[Required action]
In the entries below, filter for the word "items" and copy every matching line.

[Task input]
//! Packfile deserialization.

use std::collections::HashMap;

use crate::codec::stream::ByteReader;
use crate::codec::{
    tag, CodecError, Decoded, SectionHeader, CLASS_ENTRY_MARKER, MAX_DEPTH, NUM_SECTIONS,
};
use crate::header::HkxHeader;
use crate::object::{
    ActorInfo, HavokRoot, HkObject, HkValue, NamedVariant, RootLevelContainer, ShapeInfo,
    StaticCompoundInfo, CLASS_ROOT_LEVEL_CONTAINER, CLASS_STATIC_COMPOUND_INFO,
};

/// Decode the packfile at the start of `bytes`.  Trailing bytes beyond the
/// sections named in the header are ignored.
pub fn read_packfile(bytes: &[u8]) -> Result<Decoded, CodecError> {
    let (header, contents, mut r) = HkxHeader::read(bytes)?;

    let count = usize::try_from(contents.num_sections)
        .ok()
        .filter(|&n| n >= NUM_SECTIONS)
        .ok_or_else(|| CodecError::BadHeader(format!("section count {}", contents.num_sections)))?;
    let sections = (0..count)
        .map(|_| SectionHeader::read(&mut r))
        .collect::<Result<Vec<_>, _>>()?;

    let section = |index: i32| {
        usize::try_from(index)
            .ok()
            .and_then(|i| sections.get(i))
            .ok_or_else(|| CodecError::BadHeader(format!("section index {index}")))
    };
    let names_section = section(contents.contents_class_name_section_index)?;
    let data_section = section(contents.contents_section_index)?;

    let classes = read_class_names(names_section.slice(bytes, names_section.end_offset)?)?;
    let root_class = lookup(&classes, contents.contents_class_name_section_offset as u32)?;

    let data = data_section.slice(bytes, data_section.local_fixups_offset)?;
    let mut data_reader = DataReader {
        r:       ByteReader::new(data, &header.layout),
        classes: &classes,
    };
    data_reader.r.seek(contents.contents_section_offset as usize)?;

    let root = match root_class.as_str() {
        CLASS_STATIC_COMPOUND_INFO => HavokRoot::StaticCompoundInfo(data_reader.compound_info()?),
        CLASS_ROOT_LEVEL_CONTAINER => HavokRoot::RootLevelContainer(data_reader.container()?),
        other => return Err(CodecError::UnsupportedRoot(other.to_string())),
    };

    Ok(Decoded { root, header, contents })
}

/// Map of name offset → class name.  Stops at the first entry without the
/// marker byte, which is where the `0xFF` padding starts.
fn read_class_names(section: &[u8]) -> Result<HashMap<u32, String>, CodecError> {
    let mut classes = HashMap::new();
    let mut pos = 0;
    // signature (4) + marker (1) + at least the terminator
    while pos + 6 <= section.len() && section[pos + 4] == CLASS_ENTRY_MARKER {
        let name_start = pos + 5;
        let Some(len) = section[name_start..].iter().position(|&b| b == 0) else { break };
        let name = std::str::from_utf8(&section[name_start..name_start + len])
            .map_err(|_| CodecError::InvalidString { offset: name_start })?;
        classes.insert(name_start as u32, name.to_string());
        pos = name_start + len + 1;
    }
    Ok(classes)
}

fn lookup(classes: &HashMap<u32, String>, offset: u32) -> Result<String, CodecError> {
    classes.get(&offset).cloned().ok_or(CodecError::UnknownClass { offset })
}

// ── Data section ─────────────────────────────────────────────────────────────

struct DataReader<'a> {
    r:       ByteReader<'a>,
    classes: &'a HashMap<u32, String>,
}

impl DataReader<'_> {
    fn compound_info(&mut self) -> Result<StaticCompoundInfo, CodecError> {
        let offset = self.r.u32()?;
        let actors = self.r.count(16)?;
        let mut actor_info = Vec::with_capacity(actors);
        for _ in 0..actors {
            actor_info.push(ActorInfo {
                hash_id:          self.r.u32()?,
                srt_hash:         self.r.i32()?,
                shape_info_start: self.r.i32()?,
                shape_info_end:   self.r.i32()?,
            });
        }
        let shapes = self.r.count(12)?;
        let mut shape_info = Vec::with_capacity(shapes);
        for _ in 0..shapes {
            let shape = ShapeInfo {
                actor_info_index: self.r.i32()?,
                instance_id:      self.r.i32()?,
                body_group:       self.r.i8()?,
                body_layer_type:  self.r.u8()?,
            };
            self.r.take(2)?;
            shape_info.push(shape);
        }
        Ok(StaticCompoundInfo { offset, actor_info, shape_info })
    }

    fn container(&mut self) -> Result<RootLevelContainer, CodecError> {
        let count = self.r.count(1)?;
        let mut named_variants = Vec::with_capacity(count);
        for _ in 0..count {
            let name = self.r.string()?;
            let class_name = self.r.string()?;
            let variant = match self.r.u8()? {
                0 => None,
                _ => Some(self.object(0)?),
            };
            named_variants.push(NamedVariant { name, class_name, variant });
        }
        Ok(RootLevelContainer { named_variants })
    }

    fn object(&mut self, depth: usize) -> Result<HkObject, CodecError> {
        if depth > MAX_DEPTH {
            return Err(CodecError::NestingTooDeep { max: MAX_DEPTH, offset: self.r.position() });
        }
        let class_name = lookup(self.classes, self.r.u32()?)?;
        let count = self.r.count(1)?;
        let mut members = Vec::with_capacity(count);
        for _ in 0..count {
            let name = self.r.string()?;
            let value = self.value(depth)?;
            members.push((name, value));
        }
        Ok(HkObject { class_name, members })
    }

    fn value(&mut self, depth: usize) -> Result<HkValue, CodecError> {
        let at = self.r.position();
        Ok(match self.r.u8()? {
            tag::NULL    => HkValue::Null,
            tag::BOOL    => HkValue::Bool(self.r.u8()? != 0),
            tag::I8      => HkValue::I8(self.r.i8()?),
            tag::U8      => HkValue::U8(self.r.u8()?),
            tag::I16     => HkValue::I16(self.r.i16()?),
            tag::U16     => HkValue::U16(self.r.u16()?),
            tag::I32     => HkValue::I32(self.r.i32()?),
            tag::U32     => HkValue::U32(self.r.u32()?),
            tag::I64     => HkValue::I64(self.r.i64()?),
            tag::U64     => HkValue::U64(self.r.u64()?),
            tag::REAL    => HkValue::Real(self.r.f32()?),
            tag::STRING  => HkValue::String(self.r.string()?),
            tag::VECTOR4 => HkValue::Vector4([self.r.f32()?, self.r.f32()?, self.r.f32()?, self.r.f32()?]),
            tag::ARRAY   => {
                if depth >= MAX_DEPTH {
                    return Err(CodecError::NestingTooDeep { max: MAX_DEPTH, offset: at });
                }
                let count = self.r.count(1)?;
                let mut items = Vec::with_capacity(count);
                for _ in 0..count {
                    items.push(self.value(depth + 1)?);
                }
                HkValue::Array(items)
            }
            tag::OBJECT  => HkValue::Object(self.object(depth + 1)?),
            other        => return Err(CodecError::UnknownTag { tag: other, offset: at }),
        })
    }
}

[Solution to this exercise]
                let mut items = Vec::with_capacity(count);
                    items.push(self.value(depth + 1)?);
                HkValue::Array(items)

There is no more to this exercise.